▶ WORK REQUEST
The lines wanted run from the first one below through the one with "use service::esports::EsportsService;". Return them exactly.

(GIVEN INFORMATION begins)

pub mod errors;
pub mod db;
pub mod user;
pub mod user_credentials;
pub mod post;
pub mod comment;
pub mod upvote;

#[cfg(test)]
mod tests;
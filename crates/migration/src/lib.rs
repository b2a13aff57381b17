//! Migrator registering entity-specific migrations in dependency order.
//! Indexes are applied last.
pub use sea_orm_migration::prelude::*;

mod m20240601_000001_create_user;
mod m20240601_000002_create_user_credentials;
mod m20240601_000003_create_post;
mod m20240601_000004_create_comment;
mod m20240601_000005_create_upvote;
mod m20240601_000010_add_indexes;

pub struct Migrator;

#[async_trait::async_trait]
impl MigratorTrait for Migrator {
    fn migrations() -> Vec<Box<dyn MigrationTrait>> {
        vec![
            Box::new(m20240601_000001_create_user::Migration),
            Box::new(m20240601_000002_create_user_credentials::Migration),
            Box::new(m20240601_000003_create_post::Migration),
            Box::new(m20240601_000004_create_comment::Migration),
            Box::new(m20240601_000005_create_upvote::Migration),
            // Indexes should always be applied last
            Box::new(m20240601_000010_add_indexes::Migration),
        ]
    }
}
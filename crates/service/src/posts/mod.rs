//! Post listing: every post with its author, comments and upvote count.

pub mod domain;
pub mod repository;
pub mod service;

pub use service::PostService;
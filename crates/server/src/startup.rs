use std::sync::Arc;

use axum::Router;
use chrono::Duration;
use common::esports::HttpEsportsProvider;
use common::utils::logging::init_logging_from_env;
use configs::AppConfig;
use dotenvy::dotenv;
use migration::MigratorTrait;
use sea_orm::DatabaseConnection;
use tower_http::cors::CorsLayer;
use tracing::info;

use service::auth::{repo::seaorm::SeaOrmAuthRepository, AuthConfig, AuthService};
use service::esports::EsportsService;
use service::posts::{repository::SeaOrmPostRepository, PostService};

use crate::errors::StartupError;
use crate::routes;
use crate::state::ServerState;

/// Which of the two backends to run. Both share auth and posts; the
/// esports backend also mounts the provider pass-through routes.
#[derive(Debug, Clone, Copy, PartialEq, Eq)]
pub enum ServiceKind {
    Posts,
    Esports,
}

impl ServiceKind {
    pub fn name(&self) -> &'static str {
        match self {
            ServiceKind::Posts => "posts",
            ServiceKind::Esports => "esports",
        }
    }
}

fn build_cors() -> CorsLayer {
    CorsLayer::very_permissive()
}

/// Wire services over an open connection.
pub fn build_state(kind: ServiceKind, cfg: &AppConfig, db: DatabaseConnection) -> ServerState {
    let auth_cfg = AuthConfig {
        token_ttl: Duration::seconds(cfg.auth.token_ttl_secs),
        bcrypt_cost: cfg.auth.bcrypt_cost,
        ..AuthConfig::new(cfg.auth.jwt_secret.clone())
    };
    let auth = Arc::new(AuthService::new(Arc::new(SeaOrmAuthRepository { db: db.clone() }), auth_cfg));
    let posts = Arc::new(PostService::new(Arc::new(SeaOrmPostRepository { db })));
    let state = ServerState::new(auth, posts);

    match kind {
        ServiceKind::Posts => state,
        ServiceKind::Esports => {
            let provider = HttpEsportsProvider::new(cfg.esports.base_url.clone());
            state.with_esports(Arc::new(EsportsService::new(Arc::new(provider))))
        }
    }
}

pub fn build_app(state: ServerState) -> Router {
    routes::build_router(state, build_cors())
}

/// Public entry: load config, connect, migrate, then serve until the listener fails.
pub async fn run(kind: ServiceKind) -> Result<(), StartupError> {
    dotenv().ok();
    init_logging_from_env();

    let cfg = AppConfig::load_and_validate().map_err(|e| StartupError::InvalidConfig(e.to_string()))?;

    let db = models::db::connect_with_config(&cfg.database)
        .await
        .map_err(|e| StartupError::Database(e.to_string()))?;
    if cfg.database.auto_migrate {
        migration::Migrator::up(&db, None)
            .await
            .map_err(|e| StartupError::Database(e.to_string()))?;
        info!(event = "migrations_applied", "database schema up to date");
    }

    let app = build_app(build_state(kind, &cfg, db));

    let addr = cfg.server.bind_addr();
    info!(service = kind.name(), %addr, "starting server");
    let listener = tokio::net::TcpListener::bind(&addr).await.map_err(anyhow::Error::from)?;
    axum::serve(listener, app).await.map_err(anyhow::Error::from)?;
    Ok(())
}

(GIVEN INFORMATION ends)

▶ EXPECTED ANSWER
pub mod errors;
pub mod db;
pub mod user;
pub mod user_credentials;
pub mod post;
pub mod comment;
pub mod upvote;

#[cfg(test)]
mod tests;
filename crates/migration/src/lib.rs
repository b2a13aff57381b17
//! Migrator registering entity-specific migrations in dependency order.
//! Indexes are applied last.
pub use sea_orm_migration::prelude::*;

mod m20240601_000001_create_user;
mod m20240601_000002_create_user_credentials;
mod m20240601_000003_create_post;
mod m20240601_000004_create_comment;
mod m20240601_000005_create_upvote;
mod m20240601_000010_add_indexes;

pub struct Migrator;

#[async_trait::async_trait]
impl MigratorTrait for Migrator {
    fn migrations() -> Vec<Box<dyn MigrationTrait>> {
        vec![
            Box::new(m20240601_000001_create_user::Migration),
            Box::new(m20240601_000002_create_user_credentials::Migration),
            Box::new(m20240601_000003_create_post::Migration),
            Box::new(m20240601_000004_create_comment::Migration),
            Box::new(m20240601_000005_create_upvote::Migration),
            // Indexes should always be applied last
            Box::new(m20240601_000010_add_indexes::Migration),
        ]
    }
}
filename crates/service/src/posts/mod.rs
//! Post listing: every post with its author, comments and upvote count.

pub mod domain;
pub mod repository;
pub mod service;

pub use service::PostService;
filename crates/server/src/startup.rs
use std::sync::Arc;

use axum::Router;
use chrono::Duration;
use common::esports::HttpEsportsProvider;
use common::utils::logging::init_logging_from_env;
use configs::AppConfig;
use dotenvy::dotenv;
use migration::MigratorTrait;
use sea_orm::DatabaseConnection;
use tower_http::cors::CorsLayer;
use tracing::info;

use service::auth::{repo::seaorm::SeaOrmAuthRepository, AuthConfig, AuthService};
use service::esports::EsportsService;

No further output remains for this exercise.